*** Opening DATASET ***

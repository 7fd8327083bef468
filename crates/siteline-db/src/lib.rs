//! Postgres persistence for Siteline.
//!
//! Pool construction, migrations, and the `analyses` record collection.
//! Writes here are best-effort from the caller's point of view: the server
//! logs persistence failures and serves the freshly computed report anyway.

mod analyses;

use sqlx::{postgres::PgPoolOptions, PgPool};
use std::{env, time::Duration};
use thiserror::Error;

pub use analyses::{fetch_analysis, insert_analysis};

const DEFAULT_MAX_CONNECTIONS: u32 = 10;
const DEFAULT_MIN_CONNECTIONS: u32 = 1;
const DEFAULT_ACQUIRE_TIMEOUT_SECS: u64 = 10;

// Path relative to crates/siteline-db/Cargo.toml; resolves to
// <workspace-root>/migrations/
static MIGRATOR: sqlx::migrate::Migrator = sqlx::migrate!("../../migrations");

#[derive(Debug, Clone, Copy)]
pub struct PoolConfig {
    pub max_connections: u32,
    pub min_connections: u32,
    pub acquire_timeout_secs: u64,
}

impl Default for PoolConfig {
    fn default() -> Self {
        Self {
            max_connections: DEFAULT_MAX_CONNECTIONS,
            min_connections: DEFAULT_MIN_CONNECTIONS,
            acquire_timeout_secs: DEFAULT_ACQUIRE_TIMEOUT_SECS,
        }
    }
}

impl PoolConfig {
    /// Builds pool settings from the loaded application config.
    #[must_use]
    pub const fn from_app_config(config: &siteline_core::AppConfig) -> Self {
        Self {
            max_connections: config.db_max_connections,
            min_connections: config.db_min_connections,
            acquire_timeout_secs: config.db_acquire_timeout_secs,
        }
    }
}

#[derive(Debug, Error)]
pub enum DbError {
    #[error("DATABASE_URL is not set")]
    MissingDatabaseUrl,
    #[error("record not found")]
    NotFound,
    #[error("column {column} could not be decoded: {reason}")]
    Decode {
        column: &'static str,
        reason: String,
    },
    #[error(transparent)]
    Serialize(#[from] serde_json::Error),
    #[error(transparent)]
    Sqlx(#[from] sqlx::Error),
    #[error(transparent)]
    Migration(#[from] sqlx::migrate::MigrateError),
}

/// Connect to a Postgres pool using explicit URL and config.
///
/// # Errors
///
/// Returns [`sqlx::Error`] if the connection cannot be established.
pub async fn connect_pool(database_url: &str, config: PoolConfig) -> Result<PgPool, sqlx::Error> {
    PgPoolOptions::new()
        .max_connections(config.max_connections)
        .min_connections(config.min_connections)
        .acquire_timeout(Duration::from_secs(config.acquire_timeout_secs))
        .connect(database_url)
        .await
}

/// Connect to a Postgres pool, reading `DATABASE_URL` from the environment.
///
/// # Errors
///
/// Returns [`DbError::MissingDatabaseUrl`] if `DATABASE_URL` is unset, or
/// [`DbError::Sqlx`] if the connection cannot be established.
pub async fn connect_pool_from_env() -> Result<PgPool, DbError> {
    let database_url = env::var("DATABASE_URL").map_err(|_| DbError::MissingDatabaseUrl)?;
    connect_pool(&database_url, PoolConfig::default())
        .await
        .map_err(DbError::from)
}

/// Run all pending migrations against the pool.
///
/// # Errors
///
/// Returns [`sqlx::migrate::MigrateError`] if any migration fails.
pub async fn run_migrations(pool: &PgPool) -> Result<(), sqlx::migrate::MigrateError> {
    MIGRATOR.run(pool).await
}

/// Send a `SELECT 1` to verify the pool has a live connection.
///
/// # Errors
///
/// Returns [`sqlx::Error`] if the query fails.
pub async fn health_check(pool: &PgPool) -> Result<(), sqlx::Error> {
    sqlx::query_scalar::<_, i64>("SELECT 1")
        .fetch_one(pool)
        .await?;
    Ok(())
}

*** Closing DATASET ***
*** Opening DATASET ***

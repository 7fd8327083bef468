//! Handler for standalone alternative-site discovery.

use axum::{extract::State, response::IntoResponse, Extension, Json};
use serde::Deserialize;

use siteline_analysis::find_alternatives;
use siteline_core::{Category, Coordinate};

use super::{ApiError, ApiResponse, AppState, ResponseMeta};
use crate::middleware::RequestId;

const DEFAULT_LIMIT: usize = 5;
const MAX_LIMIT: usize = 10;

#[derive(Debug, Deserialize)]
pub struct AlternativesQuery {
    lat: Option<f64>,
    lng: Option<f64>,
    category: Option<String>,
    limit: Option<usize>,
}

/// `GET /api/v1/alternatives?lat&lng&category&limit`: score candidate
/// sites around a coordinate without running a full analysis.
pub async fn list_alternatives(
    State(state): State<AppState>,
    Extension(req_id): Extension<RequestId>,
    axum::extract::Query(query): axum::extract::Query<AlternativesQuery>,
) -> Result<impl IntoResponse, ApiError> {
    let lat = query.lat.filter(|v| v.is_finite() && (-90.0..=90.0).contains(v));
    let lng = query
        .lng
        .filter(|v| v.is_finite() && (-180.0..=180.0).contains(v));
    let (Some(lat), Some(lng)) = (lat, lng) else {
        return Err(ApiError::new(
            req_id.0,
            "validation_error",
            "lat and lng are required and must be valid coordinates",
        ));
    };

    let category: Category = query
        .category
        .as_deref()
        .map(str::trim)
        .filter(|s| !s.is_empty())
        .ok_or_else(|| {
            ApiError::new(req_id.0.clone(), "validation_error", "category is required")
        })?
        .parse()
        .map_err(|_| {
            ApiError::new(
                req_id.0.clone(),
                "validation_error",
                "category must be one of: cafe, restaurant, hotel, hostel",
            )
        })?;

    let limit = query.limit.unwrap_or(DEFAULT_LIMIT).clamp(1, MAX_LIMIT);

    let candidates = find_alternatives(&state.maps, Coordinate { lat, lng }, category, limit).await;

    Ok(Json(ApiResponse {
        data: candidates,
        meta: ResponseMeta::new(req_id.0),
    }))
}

*** Closing DATASET ***
*** Opening DATASET ***

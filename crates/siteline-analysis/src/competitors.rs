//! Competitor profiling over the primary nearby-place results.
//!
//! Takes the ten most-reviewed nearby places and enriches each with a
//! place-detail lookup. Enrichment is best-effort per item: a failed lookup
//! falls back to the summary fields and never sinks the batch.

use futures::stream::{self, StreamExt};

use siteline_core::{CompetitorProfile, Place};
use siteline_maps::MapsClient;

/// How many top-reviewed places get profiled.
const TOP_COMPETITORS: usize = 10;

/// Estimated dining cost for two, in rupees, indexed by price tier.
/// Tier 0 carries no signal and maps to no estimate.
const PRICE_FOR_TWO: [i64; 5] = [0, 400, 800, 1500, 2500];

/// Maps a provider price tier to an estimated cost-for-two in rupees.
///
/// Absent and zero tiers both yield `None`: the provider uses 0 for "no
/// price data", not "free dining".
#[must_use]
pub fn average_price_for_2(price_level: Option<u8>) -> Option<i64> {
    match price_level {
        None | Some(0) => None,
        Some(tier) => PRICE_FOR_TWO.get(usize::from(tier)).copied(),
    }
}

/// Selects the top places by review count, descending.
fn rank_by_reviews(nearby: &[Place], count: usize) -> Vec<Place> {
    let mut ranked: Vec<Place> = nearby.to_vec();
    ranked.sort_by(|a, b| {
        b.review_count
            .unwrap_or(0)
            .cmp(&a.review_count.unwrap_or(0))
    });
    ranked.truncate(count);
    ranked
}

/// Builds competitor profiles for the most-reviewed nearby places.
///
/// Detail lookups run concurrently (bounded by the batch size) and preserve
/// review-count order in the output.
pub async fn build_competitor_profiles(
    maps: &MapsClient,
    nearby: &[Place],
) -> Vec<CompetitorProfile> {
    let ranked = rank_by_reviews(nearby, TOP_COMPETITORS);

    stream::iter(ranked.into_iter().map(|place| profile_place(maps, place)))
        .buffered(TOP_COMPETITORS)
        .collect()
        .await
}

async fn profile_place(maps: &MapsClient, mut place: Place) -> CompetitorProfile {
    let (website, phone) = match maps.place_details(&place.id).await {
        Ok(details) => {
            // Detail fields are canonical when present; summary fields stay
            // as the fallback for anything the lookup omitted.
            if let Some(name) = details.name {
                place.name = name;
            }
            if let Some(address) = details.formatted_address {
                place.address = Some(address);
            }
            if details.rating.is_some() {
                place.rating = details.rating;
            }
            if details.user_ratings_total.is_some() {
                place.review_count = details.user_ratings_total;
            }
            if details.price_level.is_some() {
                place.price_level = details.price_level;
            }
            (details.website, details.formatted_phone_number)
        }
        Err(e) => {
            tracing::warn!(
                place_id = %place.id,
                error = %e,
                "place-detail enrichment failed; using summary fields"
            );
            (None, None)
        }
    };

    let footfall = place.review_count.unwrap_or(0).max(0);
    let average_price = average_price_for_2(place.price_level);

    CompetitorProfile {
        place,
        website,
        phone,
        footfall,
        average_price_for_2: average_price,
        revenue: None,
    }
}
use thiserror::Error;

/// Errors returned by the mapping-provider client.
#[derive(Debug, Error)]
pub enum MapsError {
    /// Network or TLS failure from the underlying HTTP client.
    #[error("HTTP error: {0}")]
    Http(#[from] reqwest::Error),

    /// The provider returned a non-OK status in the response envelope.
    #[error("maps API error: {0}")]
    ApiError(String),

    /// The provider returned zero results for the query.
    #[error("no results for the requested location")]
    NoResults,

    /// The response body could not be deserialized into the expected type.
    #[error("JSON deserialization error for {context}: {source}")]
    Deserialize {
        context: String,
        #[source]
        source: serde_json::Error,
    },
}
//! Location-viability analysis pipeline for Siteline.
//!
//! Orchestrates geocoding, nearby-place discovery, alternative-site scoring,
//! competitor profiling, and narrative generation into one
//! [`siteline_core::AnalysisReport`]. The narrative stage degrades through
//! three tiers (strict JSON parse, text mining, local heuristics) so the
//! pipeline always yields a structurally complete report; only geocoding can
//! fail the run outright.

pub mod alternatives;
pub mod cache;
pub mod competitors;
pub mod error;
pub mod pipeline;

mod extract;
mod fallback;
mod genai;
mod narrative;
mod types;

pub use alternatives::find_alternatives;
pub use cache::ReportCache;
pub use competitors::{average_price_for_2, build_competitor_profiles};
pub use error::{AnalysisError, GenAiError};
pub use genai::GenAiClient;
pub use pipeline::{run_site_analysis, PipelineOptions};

*** Closing DATASET ***

**PROBLEM STATEMENT**
Your answer should be the lines of the listing above between the line holding "to no estimate." and the line holding "Absent and zero", inclusive, restated word for word and alone.

**RESPONSE**
/// Tier 0 carries no signal and maps to no estimate.
const PRICE_FOR_TWO: [i64; 5] = [0, 400, 800, 1500, 2500];

/// Maps a provider price tier to an estimated cost-for-two in rupees.
///
/// Absent and zero tiers both yield `None`: the provider uses 0 for "no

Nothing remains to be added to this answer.